Ainda ontem, o presidente do Fed, Jerome Powell, fez um discurso bastante duro contra a inflação. “Nós precisamos agir agora com firmeza, como temos feito, e manter esse trabalho de controle da inflação até a sua conclusão”, afirmou. Em 27 de agosto, o Fed elevou a taxa básica de juros em 0,75 ponto percentual, aumentando o intervalo para 2,25% a 2,5% ao ano. “A história adverte fortemente contra o afrouxamento prematuro da política monetária”, acrescentou.
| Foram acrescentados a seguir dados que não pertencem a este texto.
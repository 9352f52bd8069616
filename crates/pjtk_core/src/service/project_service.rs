//! Project use-case service.
//!
//! # Responsibility
//! - Create, edit and copy projects with owner and permission rules.
//! - Provide project lookups, tag and bookmark operations.
//! - Assemble the per-employee project overview.
//!
//! # Invariants
//! - Non-managers always own the projects they create or copy.
//! - `prj_cd` (and therefore slug and year) never changes after creation.
//! - Tags are stored lowercase and deduplicated.

use super::employee_service::minions;
use super::{require_editor, require_manager, ServiceError, ServiceResult};
use crate::model::employee::Actor;
use crate::model::notice::Notice;
use crate::model::project::{normalize_tags, Project, ProjectDraft};
use crate::repo::filter::{ProjectFilter, ProjectStatus};
use crate::repo::notice_repo::{NoticeRepository, SqliteNoticeRepository};
use crate::repo::project_repo::{ProjectRepository, SqliteProjectRepository};
use crate::repo::user_repo::{SqliteUserRepository, UserRepository};
use chrono::Datelike;
use log::info;
use rusqlite::Connection;
use serde::{Deserialize, Serialize};

/// Everything an employee's project page shows.
#[derive(Debug, Clone, PartialEq, Eq, Serialize, Deserialize)]
pub struct ProjectOverview {
    /// Usernames of the employee and everyone they supervise.
    pub employees: Vec<String>,
    /// Supervises at least one other employee.
    pub boss: bool,
    pub submitted: Vec<Project>,
    pub approved: Vec<Project>,
    pub complete: Vec<Project>,
    pub bookmarks: Vec<Project>,
    /// Unread notices; only filled for the employee's own overview.
    pub notices: Vec<Notice>,
}

pub struct ProjectService<P, U, N>
where
    P: ProjectRepository,
    U: UserRepository,
    N: NoticeRepository,
{
    projects: P,
    users: U,
    notices: N,
}

impl<'conn>
    ProjectService<
        SqliteProjectRepository<'conn>,
        SqliteUserRepository<'conn>,
        SqliteNoticeRepository<'conn>,
    >
{
    pub fn with_connection(conn: &'conn Connection) -> Self {
        Self::new(
            SqliteProjectRepository::new(conn),
            SqliteUserRepository::new(conn),
            SqliteNoticeRepository::new(conn),
        )
    }
}

impl<P, U, N> ProjectService<P, U, N>
where
    P: ProjectRepository,
    U: UserRepository,
    N: NoticeRepository,
{
    pub fn new(projects: P, users: U, notices: N) -> Self {
        Self {
            projects,
            users,
            notices,
        }
    }

    /// Creates a project and assigns it every core milestone.
    ///
    /// # Contract
    /// - Owner is the actor unless the actor may assign owners and the draft
    ///   names one.
    /// - Duplicate codes surface as `ServiceError::Conflict`.
    pub fn create_project(&self, actor: &Actor, draft: &ProjectDraft) -> ServiceResult<Project> {
        let owner = match &draft.owner {
            Some(owner) if actor.may_assign_owner() && !owner.trim().is_empty() => owner.clone(),
            _ => actor.username.clone(),
        };
        let project = Project::from_draft(draft, &owner)?;
        let tags = normalize_tags(&draft.tags);
        self.projects
            .create_project(&project, &tags, &draft.project_team)?;
        info!(
            "event=project_create module=service status=ok prj_cd={} owner={}",
            project.prj_cd, project.owner
        );
        Ok(project)
    }

    /// Applies a draft to an existing project. The draft's code is ignored.
    pub fn edit_project(
        &self,
        actor: &Actor,
        slug: &str,
        draft: &ProjectDraft,
    ) -> ServiceResult<Project> {
        let mut project = self.get_project(slug)?;
        require_editor(actor, &project, "edit this project")?;

        let mut draft = draft.clone();
        draft.prj_cd = project.prj_cd.clone();
        if !actor.may_assign_owner() {
            draft.owner = None;
        }
        draft.validate()?;

        project.apply_edit(&draft);
        self.projects.update_project(&project)?;
        self.projects
            .set_tags(project.uuid, &normalize_tags(&draft.tags))?;
        info!(
            "event=project_edit module=service status=ok prj_cd={}",
            project.prj_cd
        );
        Ok(project)
    }

    /// Creates a new project from `draft`, usually seeded with
    /// `Project::to_draft` of the original. Milestone state is not copied.
    pub fn copy_project(
        &self,
        actor: &Actor,
        slug: &str,
        draft: &ProjectDraft,
    ) -> ServiceResult<Project> {
        let source = self.get_project(slug)?;
        let mut draft = draft.clone();
        draft.owner = Some(actor.username.clone());
        let copy = self.create_project(actor, &draft)?;
        info!(
            "event=project_copy module=service status=ok source={} copy={}",
            source.prj_cd, copy.prj_cd
        );
        Ok(copy)
    }

    pub fn get_project(&self, slug: &str) -> ServiceResult<Project> {
        self.projects
            .get_project(slug)?
            .ok_or_else(|| ServiceError::ProjectNotFound(slug.to_string()))
    }

    /// Projects matching the attribute filters, newest year first.
    ///
    /// Geometry filters are not applied here; see
    /// `SpatialService::filter_projects`.
    pub fn list_projects(&self, filter: &ProjectFilter) -> ServiceResult<Vec<Project>> {
        Ok(self.projects.list_projects(filter)?)
    }

    pub fn projects_this_year(&self) -> ServiceResult<Vec<Project>> {
        self.list_projects(&ProjectFilter::for_year(current_year()))
    }

    pub fn projects_last_year(&self) -> ServiceResult<Vec<Project>> {
        self.list_projects(&ProjectFilter::for_year(current_year() - 1))
    }

    pub fn set_tags(&self, actor: &Actor, slug: &str, tags: &[String]) -> ServiceResult<()> {
        let project = self.get_project(slug)?;
        require_editor(actor, &project, "tag this project")?;
        self.projects.set_tags(project.uuid, &normalize_tags(tags))?;
        Ok(())
    }

    pub fn project_tags(&self, slug: &str) -> ServiceResult<Vec<String>> {
        let project = self.get_project(slug)?;
        Ok(self.projects.project_tags(project.uuid)?)
    }

    /// Every tag used by at least one project.
    pub fn list_tags(&self) -> ServiceResult<Vec<String>> {
        Ok(self.projects.list_tags()?)
    }

    pub fn projects_with_tag(&self, tag: &str) -> ServiceResult<Vec<Project>> {
        self.list_projects(&ProjectFilter {
            tag: Some(tag.to_string()),
            ..ProjectFilter::default()
        })
    }

    pub fn project_team(&self, slug: &str) -> ServiceResult<Vec<String>> {
        let project = self.get_project(slug)?;
        Ok(self.projects.project_team(project.uuid)?)
    }

    /// Idempotent.
    pub fn bookmark(&self, actor: &Actor, slug: &str) -> ServiceResult<()> {
        let project = self.get_project(slug)?;
        self.projects.add_bookmark(&actor.username, project.uuid)?;
        Ok(())
    }

    pub fn unbookmark(&self, actor: &Actor, slug: &str) -> ServiceResult<()> {
        let project = self.get_project(slug)?;
        self.projects
            .remove_bookmark(&actor.username, project.uuid)?;
        Ok(())
    }

    pub fn bookmarks(&self, username: &str) -> ServiceResult<Vec<Project>> {
        Ok(self.projects.bookmarks(username)?)
    }

    pub fn watchers(&self, slug: &str) -> ServiceResult<Vec<String>> {
        let project = self.get_project(slug)?;
        Ok(self.projects.watchers(project.uuid)?)
    }

    /// The actor's own overview, unread notices included.
    pub fn my_projects(&self, actor: &Actor) -> ServiceResult<ProjectOverview> {
        let mut overview = self.overview(&actor.username)?;
        overview.notices = self.notices.notices_for(&actor.username, false)?;
        Ok(overview)
    }

    /// A manager's view of another employee's overview.
    pub fn employee_projects(
        &self,
        actor: &Actor,
        username: &str,
    ) -> ServiceResult<ProjectOverview> {
        require_manager(actor, "view another employee's projects")?;
        self.overview(username)
    }

    fn overview(&self, username: &str) -> ServiceResult<ProjectOverview> {
        let employees: Vec<String> = minions(&self.users, username)?
            .into_iter()
            .map(|employee| employee.username)
            .collect();
        let by_status = |status| {
            self.list_projects(&ProjectFilter {
                owners: employees.clone(),
                status: Some(status),
                ..ProjectFilter::default()
            })
        };

        Ok(ProjectOverview {
            boss: employees.len() > 1,
            submitted: by_status(ProjectStatus::Submitted)?,
            approved: by_status(ProjectStatus::Approved)?,
            complete: by_status(ProjectStatus::Complete)?,
            bookmarks: self.projects.bookmarks(username)?,
            notices: Vec::new(),
            employees,
        })
    }
}

fn current_year() -> i32 {
    chrono::Local::now().year()
}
Powell destacou ainda que o mercado de trabalho dos EUA continua “muito forte” e espera que, por meio da alta dos juros, a economia recupere níveis salariais compatíveis com uma inflação de 2% ao ano.

Analistas chamaram a atenção para o discurso mais duro do BCE. “Era preciso uma conduta mais dura do BCE diante das perspectivas não muito animadoras que se avizinham na Europa”, destacou Julio Hegedus, em referência à crise de abastecimento de gás gerada pela guerra criada pela Rússia na Ucrânia. Apesar da inflação elevada, ele fez um alerta sobre os riscos de o BCE conduzir uma alta muito forte dos juros e jogar o Velho Continente em uma recessão. “O índice de preços foi a 9,1%, com o núcleo em torno de 5%, decorrente do maior custo de energia. Algumas medidas, como os tetos para os preços de energia e gás natural, podem ajudar os bancos centrais no combate à inflação na Europa. A dúvida será saber se os russos vão aceitar isso”, acrescentou.

“Há duas semanas, os banqueiros centrais passaram a demonstrar maior preocupação com a inflação e a adotar discursos mais ‘hawkish’, e, por isso, a decisão do BCE era esperada”, disse Lucas Zaniboni, analista sênior da Garde, em referência ao termo usado no mercado quando os bancos centrais são mais duros no combate às altas de preços. Para ele, o comunicado do BCE foi mais duro do que o discurso de Lagarde.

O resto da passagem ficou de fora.